- **Assignment**:
The records should be restated exactly from their first line through the line with "pub type Ms = i64;" in it.

- **Raw data**:
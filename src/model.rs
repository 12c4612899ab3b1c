use chrono::NaiveDate;
use rust_decimal::Decimal;
use serde::{Deserialize, Serialize};
use ulid::Ulid;

/// Calendar-date wire format for stay boundaries. No time-of-day component.
pub const DATE_FMT: &str = "%Y-%m-%d";

/// Unix milliseconds — the only instant type.
pub type Ms = i64;

/// Stable numeric room identifier.
pub type RoomId = u32;

/// Opaque customer identity supplied by the auth collaborator.
pub type CustomerId = i64;

pub type ReservationId = Ulid;

pub fn now_ms() -> Ms {
    std::time::SystemTime::now()
        .duration_since(std::time::UNIX_EPOCH)
        .unwrap()
        .as_millis() as Ms
}

/// Parse a raw form value as a stay date. Leading/trailing whitespace is
/// tolerated; anything else that doesn't match `DATE_FMT` is rejected.
pub fn parse_stay_date(raw: &str) -> Option<NaiveDate> {
    NaiveDate::parse_from_str(raw.trim(), DATE_FMT).ok()
}

/// Half-open stay interval `[check_in, check_out)`. A stay ending on day D
/// and another beginning on day D do not overlap (back-to-back turnover).
#[derive(Debug, Clone, Copy, PartialEq, Eq, Serialize, Deserialize)]
pub struct StayRange {
    pub check_in: NaiveDate,
    pub check_out: NaiveDate,
}

impl StayRange {
    pub fn new(check_in: NaiveDate, check_out: NaiveDate) -> Self {
        debug_assert!(check_in < check_out, "check_in must precede check_out");
        Self { check_in, check_out }
    }

    pub fn nights(&self) -> i64 {
        (self.check_out - self.check_in).num_days()
    }

    pub fn overlaps(&self, other: &StayRange) -> bool {
        self.check_in < other.check_out && other.check_in < self.check_out
    }
}

impl std::fmt::Display for StayRange {
    fn fmt(&self, f: &mut std::fmt::Formatter<'_>) -> std::fmt::Result {
        write!(
            f,
            "{} to {}",
            self.check_in.format(DATE_FMT),
            self.check_out.format(DATE_FMT)
        )
    }
}

#[derive(Debug, Clone, Copy, PartialEq, Eq, Serialize, Deserialize)]
pub enum ReservationStatus {
    Confirmed,
    Cancelled,
}

/// Rate card shared by every room of the same type. Immutable once a
/// reservation has priced against it — repricing happens by staging
/// snapshots, never by rewriting history.
#[derive(Debug, Clone, PartialEq, Eq, Serialize, Deserialize)]
pub struct RoomType {
    pub name: String,
    pub nightly_rate: Decimal,
    pub max_occupancy: u32,
    pub bed_configuration: String,
}

#[derive(Debug, Clone, PartialEq, Eq, Serialize, Deserialize)]
pub struct Room {
    pub id: RoomId,
    pub room_number: String,
    pub accessible: bool,
    pub description: String,
    pub image_ref: String,
}

#[derive(Debug, Clone, PartialEq, Eq, Serialize, Deserialize)]
pub struct Reservation {
    pub id: ReservationId,
    pub customer_id: CustomerId,
    pub room_id: RoomId,
    pub range: StayRange,
    pub guests: u32,
    pub status: ReservationStatus,
    pub created_at: Ms,
}

impl Reservation {
    /// Only Confirmed reservations block availability.
    pub fn blocks_availability(&self) -> bool {
        self.status == ReservationStatus::Confirmed
    }
}

/// Per-room state: the room, its rate card, and every reservation ever made
/// against it, sorted by `range.check_in`.
#[derive(Debug, Clone)]
pub struct RoomState {
    pub room: Room,
    pub room_type: RoomType,
    pub reservations: Vec<Reservation>,
}

impl RoomState {
    pub fn new(room: Room, room_type: RoomType) -> Self {
        Self {
            room,
            room_type,
            reservations: Vec::new(),
        }
    }

    /// Insert a reservation maintaining sort order by check-in.
    pub fn insert_reservation(&mut self, reservation: Reservation) {
        let pos = self
            .reservations
            .binary_search_by_key(&reservation.range.check_in, |r| r.range.check_in)
            .unwrap_or_else(|e| e);
        self.reservations.insert(pos, reservation);
    }

    pub fn find_reservation(&self, id: ReservationId) -> Option<&Reservation> {
        self.reservations.iter().find(|r| r.id == id)
    }

    pub fn find_reservation_mut(&mut self, id: ReservationId) -> Option<&mut Reservation> {
        self.reservations.iter_mut().find(|r| r.id == id)
    }

    /// Reservations whose range overlaps the query window, regardless of
    /// status. Uses binary search to skip reservations checking in at or
    /// after `query.check_out`.
    pub fn overlapping(&self, query: &StayRange) -> impl Iterator<Item = &Reservation> {
        // Everything at index >= right_bound checks in at or after the
        // proposed check-out → can't overlap.
        let right_bound = self
            .reservations
            .partition_point(|r| r.range.check_in < query.check_out);
        self.reservations[..right_bound]
            .iter()
            .filter(move |r| r.range.check_out > query.check_in)
    }
}

/// The event types — flat, no nesting. This is the WAL record format.
#[derive(Debug, Clone, PartialEq, Eq, Serialize, Deserialize)]
pub enum Event {
    RoomAdded {
        room: Room,
        room_type: RoomType,
    },
    ReservationConfirmed {
        id: ReservationId,
        room_id: RoomId,
        customer_id: CustomerId,
        range: StayRange,
        guests: u32,
        created_at: Ms,
    },
    ReservationCancelled {
        id: ReservationId,
        room_id: RoomId,
    },
}

// ── Query result types ───────────────────────────────────────────

/// One row of the room listing: the room joined with its rate card.
#[derive(Debug, Clone, PartialEq, Eq)]
pub struct RoomInfo {
    pub id: RoomId,
    pub room_number: String,
    pub accessible: bool,
    pub description: String,
    pub image_ref: String,
    pub type_name: String,
    pub nightly_rate: Decimal,
    pub max_occupancy: u32,
    pub bed_configuration: String,
}

impl RoomInfo {
    pub fn from_state(rs: &RoomState) -> Self {
        Self {
            id: rs.room.id,
            room_number: rs.room.room_number.clone(),
            accessible: rs.room.accessible,
            description: rs.room.description.clone(),
            image_ref: rs.room.image_ref.clone(),
            type_name: rs.room_type.name.clone(),
            nightly_rate: rs.room_type.nightly_rate,
            max_occupancy: rs.room_type.max_occupancy,
            bed_configuration: rs.room_type.bed_configuration.clone(),
        }
    }
}

/// One row of the reservation lookup: the reservation joined with its room.
#[derive(Debug, Clone, PartialEq, Eq)]
pub struct ReservationInfo {
    pub id: ReservationId,
    pub customer_id: CustomerId,
    pub room_id: RoomId,
    pub room_number: String,
    pub type_name: String,
    pub bed_configuration: String,
    pub range: StayRange,
    pub guests: u32,
    pub status: ReservationStatus,
    pub created_at: Ms,
}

- **Task response**:
filename src/model.rs
repository 12c4612899ab3b1c
use chrono::NaiveDate;
use rust_decimal::Decimal;
use serde::{Deserialize, Serialize};
use ulid::Ulid;

/// Calendar-date wire format for stay boundaries. No time-of-day component.
pub const DATE_FMT: &str = "%Y-%m-%d";

/// Unix milliseconds — the only instant type.
pub type Ms = i64;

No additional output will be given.